Thursday, April 15, 2021

Genealogy Story – What was that name again?

I was working on putting together a family tree for someone recently, and I to get started I asked for the names of their parents and grandparents as well as places and rough estimates of dates of birth. One of the grandparents was Regina Andrews with a birth year of approximately 1915. Okay, I thought, that’s a pretty English sounding name. So, I thought that I would perhaps find a long lineage in the US with an eventual tie back to England. But I was very wrong!

I quickly located Regina in the 1940 census when she was married.
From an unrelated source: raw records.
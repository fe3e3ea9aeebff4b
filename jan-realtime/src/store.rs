//! In-memory session registry (spec §3.3, §4.3.3, §9 "Global mutable
//! state"): a map protected by a read-write lock, dual-indexed by `id` and by
//! `room` (both unique). Process-wide; externalizing it for multi-replica
//! deployments is out of scope (spec §9), but the `Store` contract below is
//! the seam a future externalized implementation would fill.

use std::collections::HashMap;
use std::sync::RwLock;

use jan_core::JanResult;

use crate::model::{Session, SessionState};

#[derive(Default)]
struct Inner {
    by_id: HashMap<String, Session>,
    room_to_id: HashMap<String, String>,
}

/// `Create/Get/GetByRoom/GetByUser/Delete/List/UpdateState` (spec §9).
pub struct SessionStore {
    inner: RwLock<Inner>,
}

impl Default for SessionStore {
    fn default() -> Self {
        Self::new()
    }
}

impl SessionStore {
    pub fn new() -> Self {
        Self {
            inner: RwLock::new(Inner::default()),
        }
    }

    pub fn create(&self, session: Session) -> JanResult<()> {
        let mut inner = self.inner.write().map_err(|_| lock_poisoned())?;
        if inner.room_to_id.contains_key(&session.room) {
            return Err(crate::error::internal(format!(
                "room {} already has a session",
                session.room
            )));
        }
        inner.room_to_id.insert(session.room.clone(), session.id.clone());
        inner.by_id.insert(session.id.clone(), session);
        Ok(())
    }

    pub fn get(&self, id: &str) -> JanResult<Option<Session>> {
        let inner = self.inner.read().map_err(|_| lock_poisoned())?;
        Ok(inner.by_id.get(id).cloned())
    }

    pub fn get_by_room(&self, room: &str) -> JanResult<Option<Session>> {
        let inner = self.inner.read().map_err(|_| lock_poisoned())?;
        Ok(inner
            .room_to_id
            .get(room)
            .and_then(|id| inner.by_id.get(id))
            .cloned())
    }

    pub fn get_by_user(&self, user_id: &str) -> JanResult<Vec<Session>> {
        let inner = self.inner.read().map_err(|_| lock_poisoned())?;
        Ok(inner
            .by_id
            .values()
            .filter(|s| s.user_id == user_id)
            .cloned()
            .collect())
    }

    pub fn list(&self) -> JanResult<Vec<Session>> {
        let inner = self.inner.read().map_err(|_| lock_poisoned())?;
        Ok(inner.by_id.values().cloned().collect())
    }

    /// Removes both the session and its room-index entry atomically (spec §4.3.1 "Delete").
    pub fn delete(&self, id: &str) -> JanResult<Option<Session>> {
        let mut inner = self.inner.write().map_err(|_| lock_poisoned())?;
        let Some(session) = inner.by_id.remove(id) else {
            return Ok(None);
        };
        inner.room_to_id.remove(&session.room);
        Ok(Some(session))
    }

    /// Transitions a session's state and clears `client_secret` if still set
    /// (it's returned only once, at creation — spec §4.3.1).
    pub fn update_state(&self, id: &str, state: SessionState) -> JanResult<()> {
        let mut inner = self.inner.write().map_err(|_| lock_poisoned())?;
        if let Some(session) = inner.by_id.get_mut(id) {
            session.state = state;
            session.client_secret = None;
        }
        Ok(())
    }
}

fn lock_poisoned() -> jan_core::JanError {
    crate::error::internal("session store lock poisoned")
}

#[cfg(test)]
mod tests {
    use super::*;
    use chrono::Utc;

    fn sample(id: &str, room: &str, user_id: &str) -> Session {
        Session {
            id: id.to_string(),
            room: room.to_string(),
            user_id: user_id.to_string(),
            state: SessionState::Created,
            ws_url: "wss://sfu.example.com".to_string(),
            client_secret: Some("secret".to_string()),
            created_at: Utc::now(),
        }
    }

    #[test]
    fn dual_index_lookup_by_id_and_room() {
        let store = SessionStore::new();
        store.create(sample("jan_1", "jan-realtime-1", "u1")).unwrap();

        assert_eq!(store.get("jan_1").unwrap().unwrap().id, "jan_1");
        assert_eq!(store.get_by_room("jan-realtime-1").unwrap().unwrap().id, "jan_1");
    }

    #[test]
    fn delete_removes_both_indices() {
        let store = SessionStore::new();
        store.create(sample("jan_1", "jan-realtime-1", "u1")).unwrap();

        store.delete("jan_1").unwrap();
        assert!(store.get("jan_1").unwrap().is_none());
        assert!(store.get_by_room("jan-realtime-1").unwrap().is_none());
    }

    #[test]
    fn update_state_clears_client_secret() {
        let store = SessionStore::new();
        store.create(sample("jan_1", "jan-realtime-1", "u1")).unwrap();

        store.update_state("jan_1", SessionState::Connected).unwrap();
        let session = store.get("jan_1").unwrap().unwrap();
        assert_eq!(session.state, SessionState::Connected);
        assert!(session.client_secret.is_none());
    }

    #[test]
    fn get_by_user_filters_ownership() {
        let store = SessionStore::new();
        store.create(sample("jan_1", "room-1", "u1")).unwrap();
        store.create(sample("jan_2", "room-2", "u2")).unwrap();

        let mine = store.get_by_user("u1").unwrap();
        assert_eq!(mine.len(), 1);
        assert_eq!(mine[0].id, "jan_1");
    }
}
//! `scrape` tool: forwards a URL scrape request (spec §4.2.3). Uses the
//! provider's longer `scrape_timeout` (default 30s) rather than the default
//! `http_timeout` (15s).

use std::sync::Arc;

use async_trait::async_trait;
use jan_core::JanResult;
use schemars::JsonSchema;
use serde::{Deserialize, Serialize};
use serde_json::Value;

use crate::provider_client::ProviderClient;
use crate::registry::{Tool, ToolSpec};

#[derive(Debug, Deserialize, Serialize, JsonSchema)]
pub struct ScrapeArgs {
    pub url: String,
    #[serde(default, rename = "includeMarkdown")]
    pub include_markdown: Option<bool>,
}

pub struct ScrapeTool {
    client: Arc<ProviderClient>,
    timeout: std::time::Duration,
    max_preview_chars: usize,
}

impl ScrapeTool {
    pub fn new(client: Arc<ProviderClient>, timeout: std::time::Duration, max_preview_chars: usize) -> Self {
        Self {
            client,
            timeout,
            max_preview_chars,
        }
    }
}

#[async_trait]
impl Tool for ScrapeTool {
    fn name(&self) -> &str {
        "scrape"
    }

    fn spec(&self) -> ToolSpec {
        ToolSpec {
            name: self.name().to_string(),
            description: "Scrape a URL and return its text (optionally markdown).".to_string(),
            input_schema: super::schema_for::<ScrapeArgs>(),
        }
    }

    async fn call(&self, arguments: Value) -> JanResult<Value> {
        let args: ScrapeArgs = serde_json::from_value(arguments)
            .map_err(|e| crate::error::validation(format!("scrape arguments: {e}")))?;
        let mut result = self
            .client
            .post_json("/scrape", serde_json::to_value(&args).unwrap(), Some(self.timeout))
            .await?;
        if let Some(text) = result.get("text").and_then(|v| v.as_str()) {
            let truncated = jan_agent::truncate_tool_result(text, self.max_preview_chars);
            if let Some(obj) = result.as_object_mut() {
                obj.insert("text".to_string(), Value::String(truncated));
            }
        }
        Ok(result)
    }
}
But she was listed as age 34, meaning the birth year I had been given was off (not unusual). It was also a coincidence that she was one of the people selected to give additional information that year (just two people out of the 40 on each page of the census). So, it showed that her parents were both from Pennsylvania. Things were starting to take shape.

But then as I started going back through prior year census records (1930, 1920, 1910), it got quite confusing. In 1930, I found her with her parents and two siblings. But her parents (who would have been the ones giving the census taker information that year) listed her father, John W Andrews, as being from Germany (and his parents being from Germany as well), and her mother, Margaret A Andrews, as being from England as well as her parents. Then in the 1920 census it showed her father being from Poland. And in the 1910 census it showed her father as being from “Russ Polish”, i.e., the Russian part of Poland!

[Andrews 1930 census]


[Andrews 1920 census]


[Andrews 1910 census]


Now, I had seen this combination of countries and changes before in some of my wife’s ancestors. The country we now call Poland has gone through a lot of changes over the years. There are a couple of reasons for this. First, it has very desirable ports on the Baltic Sea. And second, the western part of the country has many German speakers as well as Polish speakers, and the eastern part of the country has many Russian speakers. So, it has been the subject of conquest and subjugation by German on the west, Russia on the east, and Austria on the south (which is landlocked and for which those ports on the Baltic would be very valuable). So, it appeared that the indication of “Pennsylvania” in the 1940 census was incorrect and that John Andrews was very likely from the eastern part of Poland as that part of the country would have gone through the change of ownership indicated on the successive census records. But John Andrews is a decidedly English name, not a Polish one. Did he change his name?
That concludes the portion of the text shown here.